Going to close this out for now, since the OT results are broken out by phenotype and are already in a more convenient form (GRCh37 tsv). We'll have to pay to get them but it won't be much and I can download the separate files for comparison as needed.
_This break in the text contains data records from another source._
#[cfg(test)]
mod tests {
    use std::panic::AssertUnwindSafe;
    use std::sync::atomic::{AtomicUsize, Ordering};
    use std::sync::Mutex;
    use std::time::Duration;

    use crate::access::Access;
    use crate::diag::NopDiagnostics;

    use super::*;

    struct IntCell;
    struct StrCell;

    fn noop_diag() -> Arc<dyn Diagnostics> {
        Arc::new(NopDiagnostics)
    }

    fn add_marker_system(
        scheduler: &Scheduler<()>,
        name: &str,
        meta: SystemMeta,
        log: &Arc<Mutex<Vec<String>>>,
    ) {
        let log = Arc::clone(log);
        let marker = name.to_string();
        scheduler.add_system(Stage::Update, name, meta, move |_, _| {
            log.lock().unwrap().push(marker.clone());
        });
    }

    #[test]
    fn test_build_empty_scheduler() {
        let scheduler: Scheduler<()> = Scheduler::new();
        assert!(scheduler.build().is_ok());
        assert_eq!(scheduler.system_count(), 0);
    }

    #[test]
    fn test_chain_yields_sequential_batches() {
        let scheduler: Scheduler<()> = Scheduler::new();
        let log = Arc::new(Mutex::new(Vec::new()));
        add_marker_system(&scheduler, "a", SystemMeta::new(), &log);
        add_marker_system(&scheduler, "b", SystemMeta::new().after("a"), &log);
        add_marker_system(&scheduler, "c", SystemMeta::new().after("b"), &log);
        add_marker_system(&scheduler, "d", SystemMeta::new().after("c"), &log);
        scheduler.build().unwrap();

        assert_eq!(
            scheduler.batch_names(Stage::Update),
            vec![vec!["a"], vec!["b"], vec!["c"], vec!["d"]]
        );

        let cancel = CancelToken::new();
        scheduler.run_stage(Stage::Update, &cancel, &Arc::new(()), &noop_diag());
        assert_eq!(*log.lock().unwrap(), vec!["a", "b", "c", "d"]);
        scheduler.shutdown();
    }

    #[test]
    fn test_before_constraint_orders_batches() {
        let scheduler: Scheduler<()> = Scheduler::new();
        let log = Arc::new(Mutex::new(Vec::new()));
        // "z" sorts last by name but must run first.
        add_marker_system(&scheduler, "z", SystemMeta::new().before("a"), &log);
        add_marker_system(&scheduler, "a", SystemMeta::new(), &log);
        scheduler.build().unwrap();
        assert_eq!(
            scheduler.batch_names(Stage::Update),
            vec![vec!["z"], vec!["a"]]
        );
    }

    #[test]
    fn test_set_constraints_expand_to_members() {
        let scheduler: Scheduler<()> = Scheduler::new();
        let log = Arc::new(Mutex::new(Vec::new()));
        add_marker_system(&scheduler, "m1", SystemMeta::new().in_set("movement"), &log);
        add_marker_system(&scheduler, "m2", SystemMeta::new().in_set("movement"), &log);
        add_marker_system(&scheduler, "render", SystemMeta::new().after("movement"), &log);
        scheduler.build().unwrap();

        let batches = scheduler.batch_names(Stage::Update);
        assert_eq!(batches, vec![vec!["m1", "m2"], vec!["render"]]);
    }

    #[test]
    fn test_unknown_dependency_target_is_ignored() {
        let scheduler: Scheduler<()> = Scheduler::new();
        let log = Arc::new(Mutex::new(Vec::new()));
        add_marker_system(
            &scheduler,
            "only",
            SystemMeta::new().after("not-registered").before("also-missing"),
            &log,
        );
        scheduler.build().unwrap();
        assert_eq!(scheduler.batch_names(Stage::Update), vec![vec!["only"]]);
    }

    #[test]
    fn test_cycle_is_reported_with_stage() {
        let scheduler: Scheduler<()> = Scheduler::new();
        scheduler.add_system(
            Stage::Update,
            "a",
            SystemMeta::new().after("b"),
            |_, _| {},
        );
        scheduler.add_system(
            Stage::Update,
            "b",
            SystemMeta::new().after("a"),
            |_, _| {},
        );
        assert_eq!(
            scheduler.build(),
            Err(BuildError::CyclicDependency {
                stage: Stage::Update
            })
        );
    }

    #[test]
    fn test_self_reference_is_a_cycle() {
        let scheduler: Scheduler<()> = Scheduler::new();
        scheduler.add_system(
            Stage::Update,
            "selfish",
            SystemMeta::new().after("selfish"),
            |_, _| {},
        );
        assert!(scheduler.build().is_err());
    }

    #[test]
    fn test_conflicting_access_splits_batches() {
        let scheduler: Scheduler<()> = Scheduler::new();
        let log = Arc::new(Mutex::new(Vec::new()));
        add_marker_system(
            &scheduler,
            "reader",
            SystemMeta::new().with_access(Access::new().read::<IntCell>()),
            &log,
        );
        add_marker_system(
            &scheduler,
            "writer",
            SystemMeta::new().with_access(Access::new().write::<IntCell>()),
            &log,
        );
        scheduler.build().unwrap();
        // Name order decides which goes first; each gets its own batch.
        assert_eq!(
            scheduler.batch_names(Stage::Update),
            vec![vec!["reader"], vec!["writer"]]
        );
    }

    #[test]
    fn test_non_conflicting_systems_share_a_batch() {
        let scheduler: Scheduler<()> = Scheduler::new();
        let log = Arc::new(Mutex::new(Vec::new()));
        add_marker_system(
            &scheduler,
            "ints",
            SystemMeta::new().with_access(Access::new().read::<IntCell>()),
            &log,
        );
        add_marker_system(
            &scheduler,
            "strs",
            SystemMeta::new().with_access(Access::new().read::<StrCell>()),
            &log,
        );
        scheduler.build().unwrap();
        assert_eq!(
            scheduler.batch_names(Stage::Update),
            vec![vec!["ints", "strs"]]
        );
    }

    #[test]
    fn test_greedy_packing_is_maximal_and_ordered() {
        // "a" and "b" conflict; "c" conflicts with neither. The first batch
        // greedily admits "a" then skips "b" but still admits "c".
        let scheduler: Scheduler<()> = Scheduler::new();
        let log = Arc::new(Mutex::new(Vec::new()));
        add_marker_system(
            &scheduler,
            "a",
            SystemMeta::new().with_access(Access::new().write::<IntCell>()),
            &log,
        );
        add_marker_system(
            &scheduler,
            "b",
            SystemMeta::new().with_access(Access::new().write::<IntCell>()),
            &log,
        );
        add_marker_system(
            &scheduler,
            "c",
            SystemMeta::new().with_access(Access::new().read::<StrCell>()),
            &log,
        );
        scheduler.build().unwrap();
        assert_eq!(
            scheduler.batch_names(Stage::Update),
            vec![vec!["a", "c"], vec!["b"]]
        );
    }

    #[test]
    fn test_batches_are_pairwise_conflict_free() {
        struct ResA;

        let scheduler: Scheduler<()> = Scheduler::new();
        let log = Arc::new(Mutex::new(Vec::new()));
        let mixes = [
            Access::new().write::<IntCell>(),
            Access::new().read::<IntCell>().write::<StrCell>(),
            Access::new().read::<IntCell>(),
            Access::new().read::<StrCell>(),
            Access::new().resource_write::<ResA>(),
            Access::new().resource_read::<ResA>().read::<IntCell>(),
            Access::new().event_write::<IntCell>(),
            Access::new().event_read::<IntCell>(),
        ];
        for (i, access) in mixes.into_iter().enumerate() {
            add_marker_system(
                &scheduler,
                &format!("sys-{i}"),
                SystemMeta::new().with_access(access),
                &log,
            );
        }
        scheduler.build().unwrap();

        let plan = scheduler.plan.read();
        let batches = plan.batches.get(&Stage::Update).unwrap();
        assert!(!batches.is_empty());
        for batch in batches {
            for (i, a) in batch.iter().enumerate() {
                for b in &batch[i + 1..] {
                    assert!(
                        !a.conflicts_with(b),
                        "{} and {} conflict within one batch",
                        a.name(),
                        b.name()
                    );
                }
            }
        }
    }

    #[test]
    fn test_plan_is_deterministic_across_rebuilds() {
        let build_names = || {
            let scheduler: Scheduler<()> = Scheduler::new();
            let log = Arc::new(Mutex::new(Vec::new()));
            for name in ["delta", "alpha", "charlie", "bravo"] {
                add_marker_system(
                    &scheduler,
                    name,
                    SystemMeta::new().with_access(Access::new().write::<IntCell>()),
                    &log,
                );
            }
            add_marker_system(&scheduler, "echo", SystemMeta::new().after("alpha"), &log);
            scheduler.build().unwrap();
            scheduler.batch_names(Stage::Update)
        };
        let first = build_names();
        for _ in 0..5 {
            assert_eq!(build_names(), first);
        }
    }

    #[test]
    fn test_dependency_preservation_across_batches() {
        let scheduler: Scheduler<()> = Scheduler::new();
        let log = Arc::new(Mutex::new(Vec::new()));
        add_marker_system(
            &scheduler,
            "gather",
            SystemMeta::new().with_access(Access::new().write::<IntCell>()),
            &log,
        );
        add_marker_system(
            &scheduler,
            "apply",
            SystemMeta::new()
                .after("gather")
                .with_access(Access::new().write::<StrCell>()),
            &log,
        );
        add_marker_system(
            &scheduler,
            "audit",
            SystemMeta::new().after("apply"),
            &log,
        );
        scheduler.build().unwrap();

        let batches = scheduler.batch_names(Stage::Update);
        let batch_of = |name: &str| {
            batches
                .iter()
                .position(|batch| batch.iter().any(|n| n == name))
                .unwrap()
        };
        assert!(batch_of("gather") < batch_of("apply"));
        assert!(batch_of("apply") < batch_of("audit"));
    }

    #[test]
    fn test_cancelled_token_skips_all_batches() {
        let scheduler: Scheduler<()> = Scheduler::new();
        let log = Arc::new(Mutex::new(Vec::new()));
        add_marker_system(&scheduler, "never", SystemMeta::new(), &log);
        scheduler.build().unwrap();

        let cancel = CancelToken::new();
        cancel.cancel();
        scheduler.run_stage(Stage::Update, &cancel, &Arc::new(()), &noop_diag());
        assert!(log.lock().unwrap().is_empty());
        scheduler.shutdown();
    }

    #[test]
    fn test_periodic_system_is_gated() {
        let scheduler: Scheduler<()> = Scheduler::new();
        let runs = Arc::new(AtomicUsize::new(0));
        let counter = Arc::clone(&runs);
        scheduler.add_system(
            Stage::Update,
            "throttled",
            SystemMeta::new().every(Duration::from_secs(3600)),
            move |_, _| {
                counter.fetch_add(1, Ordering::SeqCst);
            },
        );
        scheduler.build().unwrap();

        let cancel = CancelToken::new();
        let world = Arc::new(());
        for _ in 0..10 {
            scheduler.run_stage(Stage::Update, &cancel, &world, &noop_diag());
        }
        // First run is immediate; the hour-long period gates the rest.
        assert_eq!(runs.load(Ordering::SeqCst), 1);
        scheduler.shutdown();
    }

    #[test]
    fn test_panic_is_reraised_after_the_batch() {
        let scheduler: Scheduler<()> = Scheduler::new();
        let survivor_ran = Arc::new(AtomicUsize::new(0));
        let counter = Arc::clone(&survivor_ran);
        scheduler.add_system(Stage::Update, "faulty", SystemMeta::new(), |_, _| {
            panic!("boom");
        });
        scheduler.add_system(Stage::Update, "survivor", SystemMeta::new(), move |_, _| {
            counter.fetch_add(1, Ordering::SeqCst);
        });
        scheduler.build().unwrap();

        let cancel = CancelToken::new();
        let world = Arc::new(());
        let diag = noop_diag();
        let result = std::panic::catch_unwind(AssertUnwindSafe(|| {
            scheduler.run_stage(Stage::Update, &cancel, &world, &diag);
        }));
        assert!(result.is_err(), "the panic must propagate to the caller");
        // The non-faulty system of the same batch still ran to completion.
        assert_eq!(survivor_ran.load(Ordering::SeqCst), 1);
        scheduler.shutdown();
    }
}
Exactly what phenotypes we want to ultimately compare results to is still up in the air -- I'll leave that to another issue.
For posterity:
gsutil -u $PROJECT_ID du -ch gs://genetics-portal-raw/uk_biobank_sumstats/neale_v2/output/neale_v2_sumstats/
...
896.5 MiB gs://genetics-portal-raw/uk_biobank_sumstats/neale_v2/output/neale_v2_sumstats/894.neale2.gwas.imputed_v3.both_sexes.tsv.gz
845.67 MiB gs://genetics-portal-raw/uk_biobank_sumstats/neale_v2/output/neale_v2_sumstats/904.neale2.gwas.imputed_v3.both_sexes.tsv.gz
834.12 MiB gs://genetics-portal-raw/uk_biobank_sumstats/neale_v2/output/neale_v2_sumstats/914_raw.neale2.gwas.imputed_v3.both_sexes.tsv.gz
890.97 MiB gs://genetics-portal-raw/uk_biobank_sumstats/neale_v2/output/neale_v2_sumstats/924.neale2.gwas.imputed_v3.both_sexes.tsv.gz
831.42 MiB gs://genetics-portal-raw/uk_biobank_sumstats/neale_v2/output/neale_v2_sumstats/93_raw.neale2.gwas.imputed_v3.both_sexes.tsv.gz
833.22 MiB gs://genetics-portal-raw/uk_biobank_sumstats/neale_v2/output/neale_v2_sumstats/943.neale2.gwas.imputed_v3.both_sexes.tsv.gz
833.23 MiB gs://genetics-portal-raw/uk_biobank_sumstats/neale_v2/output/neale_v2_sumstats/94_raw.neale2.gwas.imputed_v3.both_sexes.tsv.gz
842.15 MiB gs://genetics-portal-raw/uk_biobank_sumstats/neale_v2/output/neale_v2_sumstats/971.neale2.gwas.imputed_v3.both_sexes.tsv.gz
835.85 MiB gs://genetics-portal-raw/uk_biobank_sumstats/neale_v2/output/neale_v2_sumstats/981.neale2.gwas.imputed_v3.both_sexes.tsv.gz
836.44 MiB gs://genetics-portal-raw/uk_biobank_sumstats/neale_v2/output/neale_v2_sumstats/991.neale2.gwas.imputed_v3.both_sexes.tsv.gz
3.86 TiB gs://genetics-portal-raw/uk_biobank_sumstats/neale_v2/output/neale_v2_sumstats/
3.86 TiB total
I would like to eventually compare summary stats to something. Options are:
Good contextual comparisons (but not our primary comparison) would be:
I would assume using the NealeLab results directly would be easiest because they're organized by UKB phenotype id and not EFO ID.